From the first line to the last, restate the data word for word.

- - - -

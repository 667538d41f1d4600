//! Log-based event sink adapter.
//!
//! Implements [`EventSink`] by writing structured application events to
//! the `log` facade (ESP-IDF logger → UART / USB-CDC in production).

use log::{error, info, warn};

use crate::app::events::AppEvent;
use crate::app::ports::EventSink;

/// Adapter that logs every [`AppEvent`] to the serial console.
pub struct LogEventSink;

impl LogEventSink {
    pub fn new() -> Self {
        Self
    }
}

impl Default for LogEventSink {
    fn default() -> Self {
        Self::new()
    }
}

fn on_off(flag: bool) -> &'static str {
    if flag { "ON" } else { "OFF" }
}

impl EventSink for LogEventSink {
    fn emit(&mut self, event: &AppEvent) {
        match event {
            AppEvent::Telemetry(t) => {
                info!(
                    "TELEM | tick={} | light={} window={} buzzer={} | faults={}",
                    t.tick,
                    on_off(t.state.light_on),
                    if t.state.window_open { "OPEN" } else { "CLOSED" },
                    on_off(t.state.buzzer_on),
                    t.consecutive_faults,
                );
            }
            AppEvent::Started(state) => {
                info!("START | state={:?}", state);
            }
            AppEvent::LightChanged { on } => {
                info!("LIGHT | {}", on_off(*on));
            }
            AppEvent::WindowChanged { open } => {
                info!("WINDOW | {}", if *open { "OPEN" } else { "CLOSED" });
            }
            AppEvent::BuzzerChanged { on } => {
                info!("BUZZER | {}", on_off(*on));
            }
            AppEvent::TransientFault(e) => {
                warn!("FAULT | transient: {}", e);
            }
            AppEvent::Fault(e) => {
                error!("FAULT | {}", e);
            }
        }
    }
}

#[cfg(test)]
mod tests {
    use super::*;
    use crate::app::events::TelemetryData;
    use crate::app::state::ControllerState;
    use crate::error::{Error, SensorError};

    #[test]
    fn on_off_labels() {
        assert_eq!(on_off(true), "ON");
        assert_eq!(on_off(false), "OFF");
    }

    #[test]
    fn renders_every_event_kind() {
        let mut sink = LogEventSink::default();
        let state = ControllerState::new();
        for event in [
            AppEvent::Started(state),
            AppEvent::LightChanged { on: true },
            AppEvent::WindowChanged { open: false },
            AppEvent::BuzzerChanged { on: false },
            AppEvent::TransientFault(SensorError::Timeout),
            AppEvent::Fault(Error::Sensor(SensorError::BusFault)),
            AppEvent::Telemetry(TelemetryData { tick: 60, state, consecutive_faults: 0 }),
        ] {
            sink.emit(&event);
        }
    }
}
//! Sensor drivers that need more than a single GPIO or ADC read.

pub mod dht11;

- - - -

:: ANSWER TO THIS EXERCISE ::
repository 667538d41f1d4600
//! Log-based event sink adapter.
//!
//! Implements [`EventSink`] by writing structured application events to
//! the `log` facade (ESP-IDF logger → UART / USB-CDC in production).

use log::{error, info, warn};

use crate::app::events::AppEvent;
use crate::app::ports::EventSink;

/// Adapter that logs every [`AppEvent`] to the serial console.
pub struct LogEventSink;

impl LogEventSink {
    pub fn new() -> Self {
        Self
    }
}

impl Default for LogEventSink {
    fn default() -> Self {
        Self::new()
    }
}

fn on_off(flag: bool) -> &'static str {
    if flag { "ON" } else { "OFF" }
}

impl EventSink for LogEventSink {
    fn emit(&mut self, event: &AppEvent) {
        match event {
            AppEvent::Telemetry(t) => {
                info!(
                    "TELEM | tick={} | light={} window={} buzzer={} | faults={}",
                    t.tick,
                    on_off(t.state.light_on),
                    if t.state.window_open { "OPEN" } else { "CLOSED" },
                    on_off(t.state.buzzer_on),
                    t.consecutive_faults,
                );
            }
            AppEvent::Started(state) => {
                info!("START | state={:?}", state);
            }
            AppEvent::LightChanged { on } => {
                info!("LIGHT | {}", on_off(*on));
            }
            AppEvent::WindowChanged { open } => {
                info!("WINDOW | {}", if *open { "OPEN" } else { "CLOSED" });
            }
            AppEvent::BuzzerChanged { on } => {
                info!("BUZZER | {}", on_off(*on));
            }
            AppEvent::TransientFault(e) => {
                warn!("FAULT | transient: {}", e);
            }
            AppEvent::Fault(e) => {
                error!("FAULT | {}", e);
            }
        }
    }
}

#[cfg(test)]
mod tests {
    use super::*;
    use crate::app::events::TelemetryData;
    use crate::app::state::ControllerState;
    use crate::error::{Error, SensorError};

    #[test]
    fn on_off_labels() {
        assert_eq!(on_off(true), "ON");
        assert_eq!(on_off(false), "OFF");
    }

    #[test]
    fn renders_every_event_kind() {
        let mut sink = LogEventSink::default();
        let state = ControllerState::new();
        for event in [
            AppEvent::Started(state),
            AppEvent::LightChanged { on: true },
            AppEvent::WindowChanged { open: false },
            AppEvent::BuzzerChanged { on: false },
            AppEvent::TransientFault(SensorError::Timeout),
            AppEvent::Fault(Error::Sensor(SensorError::BusFault)),
            AppEvent::Telemetry(TelemetryData { tick: 60, state, consecutive_faults: 0 }),
        ] {
            sink.emit(&event);
        }
    }
}
//! Sensor drivers that need more than a single GPIO or ADC read.

pub mod dht11;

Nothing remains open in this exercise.